Provided information: Begin

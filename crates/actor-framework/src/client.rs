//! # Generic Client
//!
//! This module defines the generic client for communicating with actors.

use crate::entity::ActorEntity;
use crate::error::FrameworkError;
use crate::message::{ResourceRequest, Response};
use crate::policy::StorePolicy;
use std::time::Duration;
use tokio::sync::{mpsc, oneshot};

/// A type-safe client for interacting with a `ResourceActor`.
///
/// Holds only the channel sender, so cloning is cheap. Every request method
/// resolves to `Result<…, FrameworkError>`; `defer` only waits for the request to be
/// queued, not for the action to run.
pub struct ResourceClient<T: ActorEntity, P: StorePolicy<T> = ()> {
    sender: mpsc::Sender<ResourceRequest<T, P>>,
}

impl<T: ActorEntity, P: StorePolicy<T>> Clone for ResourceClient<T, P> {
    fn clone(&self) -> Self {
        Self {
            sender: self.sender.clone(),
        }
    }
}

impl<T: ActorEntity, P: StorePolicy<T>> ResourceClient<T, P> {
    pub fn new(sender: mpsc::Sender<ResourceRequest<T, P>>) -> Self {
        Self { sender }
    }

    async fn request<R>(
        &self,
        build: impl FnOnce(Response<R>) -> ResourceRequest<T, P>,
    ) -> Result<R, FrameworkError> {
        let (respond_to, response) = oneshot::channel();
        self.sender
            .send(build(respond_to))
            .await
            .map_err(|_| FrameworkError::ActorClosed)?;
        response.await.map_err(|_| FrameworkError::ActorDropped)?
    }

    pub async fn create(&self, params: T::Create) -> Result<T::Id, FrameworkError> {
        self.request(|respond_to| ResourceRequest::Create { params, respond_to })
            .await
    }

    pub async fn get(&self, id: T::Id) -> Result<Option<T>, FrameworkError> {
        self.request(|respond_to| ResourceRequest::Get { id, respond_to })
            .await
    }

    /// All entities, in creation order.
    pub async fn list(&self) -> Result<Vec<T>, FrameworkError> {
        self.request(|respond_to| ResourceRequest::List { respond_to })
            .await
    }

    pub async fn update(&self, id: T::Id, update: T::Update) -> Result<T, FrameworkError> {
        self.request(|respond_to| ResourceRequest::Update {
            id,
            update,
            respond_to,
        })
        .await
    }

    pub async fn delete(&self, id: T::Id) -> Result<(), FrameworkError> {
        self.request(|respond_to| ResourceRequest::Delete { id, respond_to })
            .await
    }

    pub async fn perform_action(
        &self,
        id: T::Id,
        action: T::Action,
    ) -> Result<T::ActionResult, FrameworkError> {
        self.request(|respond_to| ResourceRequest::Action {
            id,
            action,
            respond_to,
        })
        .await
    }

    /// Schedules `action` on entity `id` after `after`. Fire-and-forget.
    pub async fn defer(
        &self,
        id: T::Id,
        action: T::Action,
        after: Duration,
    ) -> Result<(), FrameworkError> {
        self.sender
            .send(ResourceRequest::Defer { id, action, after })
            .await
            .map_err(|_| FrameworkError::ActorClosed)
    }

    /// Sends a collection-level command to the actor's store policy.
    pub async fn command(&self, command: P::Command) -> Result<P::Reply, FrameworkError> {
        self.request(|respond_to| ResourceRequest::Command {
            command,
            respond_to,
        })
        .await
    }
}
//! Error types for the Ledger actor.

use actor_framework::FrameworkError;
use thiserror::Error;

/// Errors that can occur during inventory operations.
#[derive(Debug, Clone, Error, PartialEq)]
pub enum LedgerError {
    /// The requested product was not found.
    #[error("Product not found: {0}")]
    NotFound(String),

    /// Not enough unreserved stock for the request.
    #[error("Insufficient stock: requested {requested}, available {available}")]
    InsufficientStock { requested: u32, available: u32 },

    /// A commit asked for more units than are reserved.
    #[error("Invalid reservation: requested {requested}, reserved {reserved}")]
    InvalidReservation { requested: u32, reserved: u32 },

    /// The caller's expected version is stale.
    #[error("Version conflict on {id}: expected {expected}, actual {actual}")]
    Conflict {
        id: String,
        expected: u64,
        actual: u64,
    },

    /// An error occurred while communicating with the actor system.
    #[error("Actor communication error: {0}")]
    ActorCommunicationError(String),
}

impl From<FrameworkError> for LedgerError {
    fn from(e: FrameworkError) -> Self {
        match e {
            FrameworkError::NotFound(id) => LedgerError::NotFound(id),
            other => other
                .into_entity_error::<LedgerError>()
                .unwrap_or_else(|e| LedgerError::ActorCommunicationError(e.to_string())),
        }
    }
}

Provided information: End
Provided information: Begin

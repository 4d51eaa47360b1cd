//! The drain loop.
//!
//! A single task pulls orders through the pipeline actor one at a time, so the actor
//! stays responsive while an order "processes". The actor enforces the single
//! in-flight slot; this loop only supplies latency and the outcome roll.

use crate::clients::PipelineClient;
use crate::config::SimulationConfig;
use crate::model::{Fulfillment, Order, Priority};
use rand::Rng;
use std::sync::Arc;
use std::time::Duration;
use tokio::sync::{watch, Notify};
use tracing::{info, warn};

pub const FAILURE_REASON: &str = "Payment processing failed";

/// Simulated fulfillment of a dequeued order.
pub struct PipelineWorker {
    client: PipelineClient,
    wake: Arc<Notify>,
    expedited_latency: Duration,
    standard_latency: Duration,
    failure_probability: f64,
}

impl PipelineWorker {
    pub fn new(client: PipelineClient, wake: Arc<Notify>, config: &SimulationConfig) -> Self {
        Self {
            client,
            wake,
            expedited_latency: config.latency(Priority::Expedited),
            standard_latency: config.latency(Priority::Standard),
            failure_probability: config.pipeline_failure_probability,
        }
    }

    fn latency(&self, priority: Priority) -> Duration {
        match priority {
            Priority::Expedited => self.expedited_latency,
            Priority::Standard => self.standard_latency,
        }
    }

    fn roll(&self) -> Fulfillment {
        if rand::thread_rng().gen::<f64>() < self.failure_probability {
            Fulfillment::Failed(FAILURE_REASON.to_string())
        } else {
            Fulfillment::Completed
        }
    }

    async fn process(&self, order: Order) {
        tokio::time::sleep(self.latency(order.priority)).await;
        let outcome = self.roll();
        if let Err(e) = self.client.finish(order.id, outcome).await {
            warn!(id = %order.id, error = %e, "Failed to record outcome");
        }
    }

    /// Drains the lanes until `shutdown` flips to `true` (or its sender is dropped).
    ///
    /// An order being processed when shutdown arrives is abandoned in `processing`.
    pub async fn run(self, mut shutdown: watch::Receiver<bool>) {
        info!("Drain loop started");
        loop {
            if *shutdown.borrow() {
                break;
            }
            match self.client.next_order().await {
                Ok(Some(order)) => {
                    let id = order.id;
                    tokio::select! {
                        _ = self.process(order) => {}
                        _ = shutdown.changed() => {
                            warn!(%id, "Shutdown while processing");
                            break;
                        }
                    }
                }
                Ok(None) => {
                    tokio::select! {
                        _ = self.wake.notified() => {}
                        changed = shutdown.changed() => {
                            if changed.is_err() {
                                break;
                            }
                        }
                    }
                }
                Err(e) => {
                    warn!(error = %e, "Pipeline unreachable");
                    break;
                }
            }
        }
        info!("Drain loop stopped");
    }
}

Provided information: End

Task statement
Give back the records above exactly, limited to the lines between the one holding "filename crates/actor-framework/src/client.rs" and the one holding "pub async fn list(&self)", inclusive.

The completed task
filename crates/actor-framework/src/client.rs
//! # Generic Client
//!
//! This module defines the generic client for communicating with actors.

use crate::entity::ActorEntity;
use crate::error::FrameworkError;
use crate::message::{ResourceRequest, Response};
use crate::policy::StorePolicy;
use std::time::Duration;
use tokio::sync::{mpsc, oneshot};

/// A type-safe client for interacting with a `ResourceActor`.
///
/// Holds only the channel sender, so cloning is cheap. Every request method
/// resolves to `Result<…, FrameworkError>`; `defer` only waits for the request to be
/// queued, not for the action to run.
pub struct ResourceClient<T: ActorEntity, P: StorePolicy<T> = ()> {
    sender: mpsc::Sender<ResourceRequest<T, P>>,
}

impl<T: ActorEntity, P: StorePolicy<T>> Clone for ResourceClient<T, P> {
    fn clone(&self) -> Self {
        Self {
            sender: self.sender.clone(),
        }
    }
}

impl<T: ActorEntity, P: StorePolicy<T>> ResourceClient<T, P> {
    pub fn new(sender: mpsc::Sender<ResourceRequest<T, P>>) -> Self {
        Self { sender }
    }

    async fn request<R>(
        &self,
        build: impl FnOnce(Response<R>) -> ResourceRequest<T, P>,
    ) -> Result<R, FrameworkError> {
        let (respond_to, response) = oneshot::channel();
        self.sender
            .send(build(respond_to))
            .await
            .map_err(|_| FrameworkError::ActorClosed)?;
        response.await.map_err(|_| FrameworkError::ActorDropped)?
    }

    pub async fn create(&self, params: T::Create) -> Result<T::Id, FrameworkError> {
        self.request(|respond_to| ResourceRequest::Create { params, respond_to })
            .await
    }

    pub async fn get(&self, id: T::Id) -> Result<Option<T>, FrameworkError> {
        self.request(|respond_to| ResourceRequest::Get { id, respond_to })
            .await
    }

    /// All entities, in creation order.
    pub async fn list(&self) -> Result<Vec<T>, FrameworkError> {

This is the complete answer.